Viele von uns, die in Bezirksversammlungen sind, wissen, dass es zurzeit die Bezirksversammlungen in dieser Stadt sind, die dafür sorgen, dass Flächen für den Wohnungsbau zur Verfügung gestellt werden.

(Beifall bei der SPD und bei Antje Möller GRÜNE und Christiane Schneider DIE LIN- KE)

Deshalb werden wir, heute in erster Lesung und am 13. Februar in zweiter Lesung, ein Gesetz auf den Weg bringen, das 16-Jährigen bis 18-Jährigen in dieser Stadt das Wählen für die Bezirksversammlungen möglich macht. Wir werden eine InfoKampagne starten, die es insgesamt ermöglicht, dass die Bezirksversammlungen in dieser Stadt keinesfalls eine Spielwiese sind. – Danke.

(Beifall bei der SPD und bei Dora Heyenn und Christiane Schneider, beide DIE LINKE)

Herr Trepoll, Sie haben das Wort.

Frau Präsidentin, meine Damen und Herren! Frau Duden, die Beteiligung junger Menschen an politischen Entscheidungen ist in der Tat eine wichtige Voraussetzung und Grundlage bei der Meinungsfindung in den Parlamenten und auch in den Parteien. Nur so lässt sich auch im Sinne der Jugendlichen zukunftsorientierte Politik verwirklichen.

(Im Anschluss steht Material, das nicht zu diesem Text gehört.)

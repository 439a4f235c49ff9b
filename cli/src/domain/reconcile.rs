//! Pure reconciliation decisions and the report of what an apply run did.

use std::collections::HashSet;
use std::fmt;

use serde::Serialize;
use shipa_types::Section;

/// Frameworks in `desired` that `observed` does not already have.
///
/// Keeps the order of `desired` and drops duplicates, so appending the
/// result to `observed` never repeats a name.
#[must_use]
pub fn framework_delta<'a>(observed: &[&str], desired: &[&'a str]) -> Vec<&'a str> {
    let mut seen: HashSet<&str> = observed.iter().copied().collect();
    desired
        .iter()
        .copied()
        .filter(|name| seen.insert(*name))
        .collect()
}

/// What happened to one section.
#[derive(Debug, Clone, PartialEq, Eq, Serialize)]
#[serde(tag = "outcome", rename_all = "snake_case")]
pub enum Outcome {
    /// The resource did not exist and was created.
    Created,
    /// The resource existed and these frameworks were attached to it.
    Updated { added: Vec<String> },
    /// Always-applied section, sent unconditionally.
    Applied,
    /// The resource already existed; nothing was sent.
    Unchanged,
}

impl fmt::Display for Outcome {
    fn fmt(&self, f: &mut fmt::Formatter<'_>) -> fmt::Result {
        match self {
            Outcome::Created => f.write_str("created"),
            Outcome::Updated { added } => write!(f, "updated (+{})", added.join(", ")),
            Outcome::Applied => f.write_str("applied"),
            Outcome::Unchanged => f.write_str("unchanged"),
        }
    }
}

#[derive(Debug, Clone, PartialEq, Eq, Serialize)]
pub struct SectionResult {
    pub section: Section,
    pub name: String,
    #[serde(flatten)]
    pub outcome: Outcome,
}

/// Sections applied by one run, in application order.
#[derive(Debug, Clone, Default, PartialEq, Eq, Serialize)]
pub struct ApplyReport {
    pub sections: Vec<SectionResult>,
}

impl ApplyReport {
    pub fn record(&mut self, section: Section, name: impl Into<String>, outcome: Outcome) {
        self.sections.push(SectionResult {
            section,
            name: name.into(),
            outcome,
        });
    }

    #[must_use]
    pub fn outcome(&self, section: Section) -> Option<&Outcome> {
        self.sections
            .iter()
            .find(|r| r.section == section)
            .map(|r| &r.outcome)
    }

    /// Number of sections that caused a write.
    #[must_use]
    pub fn changed(&self) -> usize {
        self.sections
            .iter()
            .filter(|r| r.outcome != Outcome::Unchanged)
            .count()
    }
}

Dennoch halten wir eine Wahlberechtigung für Heranwachsende ab 16 Jahren bei Bürgerschaftswahlen und Bezirksversammlungswahlen in Hamburg für falsch. Das Alter der Wahlentscheidung sollte nicht vom Eintritt in die allgemeine Geschäftsfähigkeit abgekoppelt werden, denn als 16- oder 17-Jähriger können sie auch die meisten Verträge nicht rechtswirksam abschließen. Die wichtigste Entscheidung, die man als Bürger politisch treffen kann, ist nun einmal die Wahlentscheidung.

(Beifall bei der CDU)

Und unsere Rechtsordnung sieht gar keine besondere Marke bei dem Alter von 16 Jahren vor. Wir haben die Strafmündigkeit mit 14 Jahren und die Volljährigkeit mit 18 Jahren. Ich weiß nicht, wo dieser Irrglaube herkommt, dass sich mit 16 Jahren auch eine Menge ändert. Rein rechtlich, in unserer Rechtsordnung, ist es kein besonderes Alter.

Sicherlich ist das Wahlalter nichts, was nicht verändert werden kann, aber nicht jede Veränderung ist sinnvoll und zeitgemäß. Die Politik hat landauf und landab in den letzten Jahren viele Gesetze erlassen, um Jugendliche besser zu schützen. So dürfen seit 2007 nur noch ab 18 Jahren und nicht mehr ab 16 Jahren Zigaretten gekauft werden. Seit 2009 gilt Gleiches für den Besuch von Solarien und Sonnenbänken. Vor Gericht ist man sogar erst mit 21 Jahren vollumfänglich straffähig. 90 Prozent der 18- bis 21-Jährigen werden nach dem Jugendstrafrecht verurteilt.